In all, a Judge Advocate General Manual investigation found 93 incidents involving hazing and other improper behavior in the Military Working Dog Division at Naval Support Activity Bahrain in 2005 and 2006.
Despite it all, the chief in charge of the kennel was promoted, and the investigation into the matter sat on the shelf, with no apparent discipline for anyone in a leadership role.
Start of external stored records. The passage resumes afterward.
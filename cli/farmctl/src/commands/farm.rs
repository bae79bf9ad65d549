//! Farm commands.

use std::path::PathBuf;

use anyhow::Result;
use clap::{Args, Subcommand};
use serde::{Deserialize, Serialize};

use crate::output::{print_single, print_success};

use super::{read_document, CommandContext};

#[derive(Debug, Args)]
pub struct FarmCommand {
    #[command(subcommand)]
    command: FarmSubcommand,
}

#[derive(Debug, Subcommand)]
enum FarmSubcommand {
    /// Define the farm from a JSON document.
    Define(DefineFarmArgs),

    /// Show the farm.
    Get,
}

#[derive(Debug, Args)]
struct DefineFarmArgs {
    /// Path to the farm document (`-` for stdin).
    #[arg(long, short)]
    config: PathBuf,
}

impl FarmCommand {
    pub async fn run(self, ctx: CommandContext) -> Result<()> {
        match self.command {
            FarmSubcommand::Define(args) => define_farm(ctx, args).await,
            FarmSubcommand::Get => get_farm(ctx).await,
        }
    }
}

#[derive(Debug, Serialize, Deserialize)]
#[serde(rename_all = "camelCase")]
struct FarmResponse {
    id: u32,
    #[serde(default)]
    description: String,
    #[serde(rename = "publicIPs", default)]
    public_ips: u64,
}

async fn define_farm(ctx: CommandContext, args: DefineFarmArgs) -> Result<()> {
    let client = ctx.client()?;
    let document = read_document(&args.config)?;

    let farm: FarmResponse = client.post_raw("/v1/farmmanager/define", document).await?;

    print_success(&format!(
        "Defined farm {} with {} public IPs",
        farm.id, farm.public_ips
    ));
    Ok(())
}

async fn get_farm(ctx: CommandContext) -> Result<()> {
    let client = ctx.client()?;
    let farm: FarmResponse = client.get("/v1/farmmanager/farm").await?;
    print_single(&farm, ctx.format);
    Ok(())
}
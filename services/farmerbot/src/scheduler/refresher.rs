//! Node liveness and statistics refresh.
//!
//! A refresh pass has two phases. First every node is probed concurrently
//! without holding any lock. Then, under the fleet gate, each node is
//! re-read from the store and the observation is applied to that fresh
//! record, so claims made by allocations during the probe are kept.

use std::sync::Arc;
use std::time::Duration;

use chrono::{DateTime, Utc};
use farmerbot_id::NodeId;
use farmerbot_reconcile::TIMEOUT_POWER_STATE_CHANGE;
use futures_util::{stream, StreamExt};
use serde::Serialize;
use tracing::{debug, instrument, warn, Span};

use crate::agent::{AgentError, NodeAgent};
use crate::chain::ChainError;
use crate::error::{FarmerbotError, FarmerbotResult};
use crate::managers::Fleet;
use crate::models::{Anomaly, Node, NodeStatistics};

/// Default number of nodes probed at once.
pub const DEFAULT_REFRESH_CONCURRENCY: usize = 8;

/// What the agent and the chain said about one node.
#[derive(Debug)]
struct Observation {
    node_id: NodeId,
    responded: bool,
    statistics: Option<Result<NodeStatistics, AgentError>>,
    rent_contract: Option<Result<u64, ChainError>>,
    public_config: Option<Result<bool, AgentError>>,
    wg_ports: Option<Result<Vec<u16>, AgentError>>,
}

/// Result of one refresh pass.
#[derive(Debug, Clone, Default, PartialEq, Eq, Serialize)]
pub struct RefreshSummary {
    pub checked: usize,
    pub responded: usize,
    pub refreshed: usize,
    pub anomalies: Vec<Anomaly>,
}

/// Probes nodes and writes back what it learns.
pub struct NodeRefresher {
    fleet: Fleet,
    agent: Arc<dyn NodeAgent>,
    concurrency: usize,
    transition_timeout: Duration,
    span: Span,
}

impl NodeRefresher {
    pub fn new(fleet: Fleet, agent: Arc<dyn NodeAgent>, span: Span) -> Self {
        Self {
            fleet,
            agent,
            concurrency: DEFAULT_REFRESH_CONCURRENCY,
            transition_timeout: TIMEOUT_POWER_STATE_CHANGE,
            span,
        }
    }

    pub fn with_concurrency(mut self, concurrency: usize) -> Self {
        self.concurrency = concurrency.max(1);
        self
    }

    /// How long a power transition may stay unconfirmed.
    pub fn with_transition_timeout(mut self, timeout: Duration) -> Self {
        self.transition_timeout = timeout;
        self
    }

    /// Probe every node and apply the results.
    #[instrument(parent = &self.span, skip(self))]
    pub async fn refresh_all(&self) -> FarmerbotResult<RefreshSummary> {
        let nodes = self.fleet.store.get_nodes().await?;

        let observations: Vec<Observation> = stream::iter(nodes)
            .map(|node| self.observe(node))
            .buffer_unordered(self.concurrency)
            .collect()
            .await;

        let _gate = self.fleet.gate.lock().await;
        let now = self.fleet.clock.now();
        let mut summary = RefreshSummary {
            checked: observations.len(),
            ..Default::default()
        };

        for observation in observations {
            let mut node = match self.fleet.store.get_node(observation.node_id).await {
                Ok(node) => node,
                Err(e) => match FarmerbotError::from(e) {
                    FarmerbotError::NotFound { .. } => {
                        warn!(node_id = %observation.node_id, "Node vanished during refresh");
                        continue;
                    }
                    other => return Err(other),
                },
            };

            if observation.responded {
                summary.responded += 1;
            }

            let refreshed = apply(&mut node, observation, now, self.transition_timeout);
            if refreshed.refresh {
                summary.refreshed += 1;
            }
            if let Some(anomaly) = refreshed.anomaly {
                summary.anomalies.push(anomaly);
            }
            if refreshed.changed || refreshed.refresh {
                self.fleet.store.update_node(&node).await?;
            }
        }

        debug!(
            checked = summary.checked,
            responded = summary.responded,
            refreshed = summary.refreshed,
            anomalies = summary.anomalies.len(),
            "Node refresh complete"
        );
        Ok(summary)
    }

    async fn observe(&self, node: Node) -> Observation {
        let twin = node.twin_id;
        let responded = match self.agent.system_version(twin).await {
            Ok(()) => true,
            Err(e) => {
                debug!(node_id = %node.id, error = %e, "Node did not answer");
                false
            }
        };

        let mut observation = Observation {
            node_id: node.id,
            responded,
            statistics: None,
            rent_contract: None,
            public_config: None,
            wg_ports: None,
        };
        if !responded {
            return observation;
        }

        if node.timeout_claimed_resources.is_due() {
            observation.statistics = Some(self.agent.statistics(twin).await);
        }
        let (rent_contract, public_config, wg_ports) = tokio::join!(
            self.fleet.chain.get_node_rent_contract(node.id),
            self.agent.has_public_config(twin),
            self.agent.list_wg_ports(twin),
        );
        observation.rent_contract = Some(rent_contract);
        observation.public_config = Some(public_config);
        observation.wg_ports = Some(wg_ports);
        observation
    }
}

struct Applied {
    refresh: bool,
    changed: bool,
    anomaly: Option<Anomaly>,
}

fn apply(node: &mut Node, observation: Observation, now: DateTime<Utc>, timeout: Duration) -> Applied {
    let outcome = node.observe_ping(observation.responded, now, timeout);
    let applied = Applied {
        refresh: outcome.refresh,
        changed: outcome.changed,
        anomaly: outcome.anomaly,
    };
    if !outcome.refresh {
        return applied;
    }

    if node.timeout_claimed_resources.tick() {
        match observation.statistics {
            Some(Ok(stats)) => node.update_resources(&stats),
            Some(Err(e)) => {
                warn!(node_id = %node.id, error = %e, "Failed to get node statistics");
            }
            None => {}
        }
    }

    match observation.rent_contract {
        Some(Ok(contract_id)) => node.has_active_rent_contract = contract_id != 0,
        Some(Err(e)) => warn!(node_id = %node.id, error = %e, "Failed to get rent contract"),
        None => {}
    }

    match observation.public_config {
        Some(Ok(public_config)) => node.public_config = public_config,
        Some(Err(e)) => warn!(node_id = %node.id, error = %e, "Failed to get public config"),
        None => {}
    }

    match observation.wg_ports {
        Some(Ok(ports)) => node.wg_ports = ports.into_iter().collect(),
        Some(Err(e)) => warn!(node_id = %node.id, error = %e, "Failed to list wireguard ports"),
        None => {}
    }

    debug!(node_id = %node.id, resources = ?node.resources, "Node refreshed");
    applied
}
//! Node record, power state machine and resource claims.

use std::collections::BTreeSet;
use std::fmt;
use std::time::Duration;

use chrono::{DateTime, Utc};
use farmerbot_id::{FarmId, NodeId, TwinId};
use farmerbot_reconcile::{check_transition, ClaimCountdown, ReconcileError};
use serde::{Deserialize, Serialize};
use tracing::{debug, error, warn};

use super::capacity::{Capacity, ConsumableResources, NodeStatistics};
use crate::chain::ChainClient;
use crate::error::{FarmerbotError, FarmerbotResult};

/// Power state of a node.
#[derive(Debug, Clone, Copy, Default, PartialEq, Eq, Hash, Serialize, Deserialize)]
#[serde(rename_all = "camelCase")]
pub enum PowerState {
    #[default]
    On,
    Off,
    WakingUp,
    ShuttingDown,
}

impl PowerState {
    /// True while a power command is in flight.
    pub fn is_transitioning(&self) -> bool {
        matches!(self, Self::WakingUp | Self::ShuttingDown)
    }
}

impl fmt::Display for PowerState {
    fn fmt(&self, f: &mut fmt::Formatter<'_>) -> fmt::Result {
        let s = match self {
            Self::On => "on",
            Self::Off => "off",
            Self::WakingUp => "waking up",
            Self::ShuttingDown => "shutting down",
        };
        f.write_str(s)
    }
}

/// A node in the farm.
#[derive(Debug, Clone, PartialEq, Serialize, Deserialize)]
#[serde(rename_all = "camelCase")]
pub struct Node {
    pub id: NodeId,

    /// Address of the node's agent.
    #[serde(rename = "twinID")]
    pub twin_id: TwinId,

    #[serde(rename = "farmID", default, skip_serializing_if = "Option::is_none")]
    pub farm_id: Option<FarmId>,

    #[serde(default, skip_serializing_if = "String::is_empty")]
    pub description: String,

    #[serde(default)]
    pub certified: bool,

    /// Dedicated nodes are only ever handed out whole.
    #[serde(default)]
    pub dedicated: bool,

    /// Nodes with a public config serve as network access nodes.
    #[serde(default)]
    pub public_config: bool,

    #[serde(rename = "publicIPsUsed", default)]
    pub public_ips_used: u64,

    #[serde(default)]
    pub wg_ports: BTreeSet<u16>,

    pub resources: ConsumableResources,

    #[serde(default)]
    pub power_state: PowerState,

    #[serde(default)]
    pub timeout_claimed_resources: ClaimCountdown,

    #[serde(default, skip_serializing_if = "Option::is_none")]
    pub last_time_power_state_changed: Option<DateTime<Utc>>,

    #[serde(default, skip_serializing_if = "Option::is_none")]
    pub last_time_awake: Option<DateTime<Utc>>,

    #[serde(default)]
    pub has_active_rent_contract: bool,
}

/// What `request_power` did.
#[derive(Debug, Clone, Copy, PartialEq, Eq, Serialize)]
#[serde(rename_all = "snake_case")]
pub enum PowerRequest {
    /// The node is already on (or off) or heading there.
    AlreadySatisfied,
    /// A power command was accepted by the chain.
    Issued,
}

/// A reconciliation anomaly: the node did not do what we expected.
#[derive(Debug, Clone, PartialEq, Eq, Serialize)]
#[serde(tag = "kind", rename_all = "snake_case")]
pub enum Anomaly {
    /// The node never came up; it is considered off again.
    WakeupTimedOut { node_id: NodeId, elapsed_secs: u64 },
    /// The node never went down; it is considered on again.
    ShutdownTimedOut { node_id: NodeId, elapsed_secs: u64 },
    /// The node stopped answering while it was supposed to be on.
    UnexpectedlyOffline { node_id: NodeId },
}

/// Result of interpreting one liveness probe.
#[derive(Debug, Clone, PartialEq, Eq)]
pub struct PingOutcome {
    /// The node is confirmed on and its statistics should be refreshed.
    pub refresh: bool,
    /// The record changed and must be written back.
    pub changed: bool,
    pub anomaly: Option<Anomaly>,
}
That all changed in early September, when a former member of the unit went public with allegations of abuse. Now, the Navy’s top officer wants a report on why no one has been held accountable for what happened.
“This was an anomaly,” said Rear Adm. David Mercer, commander of Navy Region Europe, Africa and Southwest Asia, which oversees NSA Bahrain. “This was a unit that was improperly led, and apparently the leadership was allowing things to occur — and in some cases encouraging things to occur — that were absolutely unacceptable.
“I would absolutely deny that there was a culture that promoted this sort of thing,” Mercer said.
Other findings
Besides the abuse and hazing allegations, the command’s 2007 investigation found:
Gambling, fraternization and socializing with prostitutes were commonplace among some of the unit’s sailors.
The sailor was berated and removed from the kennel after admitting that some of his shipmates used to falsify — or “gun deck” — paperwork in the explosives accountability logs.
The unit’s chief frequently threatened to use his connections and clout to punish anyone who reported his misconduct, saying: “God help anyone who airs our dirty laundry.”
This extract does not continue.